Rosani G., Caminha G.B., Caputi K.I., Deshmukh S.
<Astron. Astrophys. 633, A159 (2020)>
=2020A&A...633A.159R 2020A&A...633A.159R (SIMBAD/NED BibCode)
ADC_Keywords: Galaxy catalogs ; Redshifts ; Optical
Keywords: galaxies: high-redshift - galaxies: star formation -
cosmology: observations
Abstract:
We search for the presence of bright Ly-alpha emitters among Spitzer
SMUVS galaxies at z>2.9 making use of homogeneous MUSE spectroscopic
data. Although these data only cover a small region of COSMOS, MUSE
has the unique advantage of providing spectral information over the
entire field, without the need of target pre-selection. This results
in an unbiased detection of all the brightest Ly-alpha emitters among
the SMUVS sources, which by design are stellar-mass selected galaxies.
Within the studied area, ∼14% of the SMUVS galaxies at z>2.9 have
Ly-alpha fluxes Fλ≳7x10-18erg/s/cm2. These Ly-alpha
emitters are characterized by three types of emission, 47% show a
single line profile, 19% present a double peak or a blue bump and 31%
show a red tail. One object (3%) shows both a blue bump and a red
tail. We also investigate the spectral energy distribution (SED)

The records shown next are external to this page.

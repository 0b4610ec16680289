use clap::ValueEnum;
use tracing::Level;
use tracing_subscriber::fmt::time::UtcTime;
use tracing_subscriber::{fmt, EnvFilter, layer::SubscriberExt, util::SubscriberInitExt};

use crate::config::settings::{LogFormat, LoggingConfig};

/// `--log-level` of the command line
#[derive(Debug, Clone, Copy, PartialEq, Eq, ValueEnum)]
#[value(rename_all = "lowercase")]
pub enum LogLevel {
    Trace,
    Debug,
    Info,
    Warn,
    Error,
}

impl From<LogLevel> for Level {
    fn from(level: LogLevel) -> Self {
        match level {
            LogLevel::Trace => Level::TRACE,
            LogLevel::Debug => Level::DEBUG,
            LogLevel::Info => Level::INFO,
            LogLevel::Warn => Level::WARN,
            LogLevel::Error => Level::ERROR,
        }
    }
}

/// Filter directive to log with: the command line level wins over the
/// configured one.
pub fn filter_directive(config: &LoggingConfig, arg_log_level: Option<LogLevel>) -> String {
    arg_log_level
        .map(|level| Level::from(level).to_string().to_lowercase())
        .unwrap_or_else(|| config.level.to_owned())
}

/// Install the global subscriber, writing to stderr so stdout carries only
/// the token. A second call is a no-op.
pub fn init(config: &LoggingConfig, arg_log_level: Option<LogLevel>) {
    let env_filter = EnvFilter::try_new(filter_directive(config, arg_log_level))
        .unwrap_or_else(|_| EnvFilter::new("info"));
    let registry = tracing_subscriber::registry().with(env_filter);

    let layer = fmt::layer()
        .with_timer(UtcTime::rfc_3339())
        .with_writer(std::io::stderr);
    let _ = match config.format {
        LogFormat::Json => registry
            .with(layer.json().flatten_event(true).with_ansi(false))
            .try_init(),
        LogFormat::Compact => registry.with(layer.compact().with_ansi(true)).try_init(),
    };
}
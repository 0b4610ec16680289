pub mod common;
pub mod http_issuer_flow;
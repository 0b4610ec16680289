use std::time::Duration;

use anyhow::{anyhow, Result};
use async_trait::async_trait;
use deadpool_redis::{Config, Pool, Runtime};
use redis::AsyncCommands;
use tracing::debug;

use crate::cache::gateway::TokenStore;

/// Token store backed by a shared Redis instance.
///
/// Expiry is delegated to Redis (`SETEX`), so entries vanish on their own.
#[derive(Clone)]
pub struct RedisStore {
    pool: Pool,
}

impl RedisStore {
    pub fn new(pool: Pool) -> Self {
        Self { pool }
    }

    /// Build a connection pool for `redis://host:port/db`. No connection is
    /// opened until the first command.
    pub fn from_url(url: &str) -> Result<Self> {
        let pool = Config::from_url(url)
            .create_pool(Some(Runtime::Tokio1))
            .map_err(|e| anyhow!("invalid redis cache url '{}': {}", url, e))?;
        Ok(Self::new(pool))
    }
}

#[async_trait]
impl TokenStore for RedisStore {
    async fn get(&self, key: &str) -> Result<Option<String>> {
        let mut conn = self.pool.get().await?;
        let value: Option<String> = conn.get(key).await?;
        debug!(key = %key, found = value.is_some(), "redis GET");
        Ok(value)
    }

    async fn set_with_expiry(&self, key: &str, value: &str, ttl: Duration) -> Result<()> {
        let mut conn = self.pool.get().await?;
        let ttl_secs = ttl.as_secs();
        conn.set_ex::<_, _, ()>(key, value, ttl_secs).await?;
        debug!(key = %key, ttl_secs = %ttl_secs, "redis SETEX");
        Ok(())
    }
}

#[cfg(test)]
mod tests {
    use super::*;

    #[test]
    fn rejects_malformed_url() {
        assert!(RedisStore::from_url("definitely not a url").is_err());
    }

    #[tokio::test]
    async fn unreachable_server_is_an_error_not_a_panic() {
        // port 1 is never a redis server
        let store = RedisStore::from_url("redis://127.0.0.1:1/0").unwrap();
        assert!(store.get("APP_TOKEN_X").await.is_err());
        assert!(store.set_with_expiry("APP_TOKEN_X", "v", Duration::from_secs(1)).await.is_err());
    }
}
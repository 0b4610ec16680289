//! # Token Cache Client
//!
//! Acquires app and user tokens from a remote token issuer and keeps them in
//! an optional cache, so repeated calls do not re-authenticate every time.
//!
//! Modules:
//! - `acquisition` — cache-aside acquisition (`TokenAcquirer`)
//! - `cache` — cache key derivation, cache gateway, memory and Redis stores
//! - `parser` — cache ttl extraction from issuer responses
//! - `sources` — token requests and the issuer client
//! - `restclient` — JSON REST helper the issuer client is built on
//! - `config` — YAML / environment configuration

pub mod acquisition;
pub mod cache;
pub mod config;
pub mod observability;
pub mod parser;
pub mod restclient;
pub mod sources;
pub mod utils;

#[cfg(test)]
mod tests;

pub use crate::acquisition::{CacheBypass, TokenAcquirer};
pub use crate::cache::key::derive_key;
pub use crate::parser::ttl::extract_ttl;
pub use crate::sources::{IssuerRejection, TokenRequest};
//! Minimal JSON REST helper for service-to-service calls.

pub mod client;
pub mod options;

pub use client::{build_url, RestClient, RestResponse};
pub use options::RequestOptions;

properties of the SMUVS galaxies which are MUSE detected and which are
not. After stellar-mass matching both populations, we find that the
MUSE detected galaxies have generally lower extinction than SMUVS-only
objects, while there is no clear intrinsic difference in the mass and
age distributions of the two samples. For the MUSE-detected SMUVS
galaxies, we compare the instantaneous SFR lower limit obtained from
the Ly-alpha line with its past average derived from SED fitting, and
find evidence for rejuvenation in some of our oldest objects. In
addition, we study the spectra of those Ly-alpha emitters which are
not detected in SMUVS in the same field. We find that the emission
line profile shown are 67% a single line, 3% a blue bump and 20% a red
tail profile. The difference in profile distribution could be ascribed
to the fainter Ly-alpha luminosities of the MUSE sources not detected
in SMUVS and an intrinsically different mass distribution. Finally, we
search for the presence of galaxy associations using the spectral
redshifts. MUSE's integral coverage reveals that these associations
are 20 times more likely than what is derived from all the other
existing spectral data in COSMOS, which is biased by target
pre-selection.
Description:
In this work we analyze archival data from MUSE (Bacon et al. 2010, in
Proc. SPIE, Vol. 7735, Groundbased and Airborne Instrumentation for
Astronomy III, 773508) in the COSMOS field (Scoville et al.,
2007ApJS..172....1S 2007ApJS..172....1S), over an area of 20.79 arcmin2 embedded in the
SMUVS footprint (Ashby et al., 2018, Cat. J/ApJS/237/39).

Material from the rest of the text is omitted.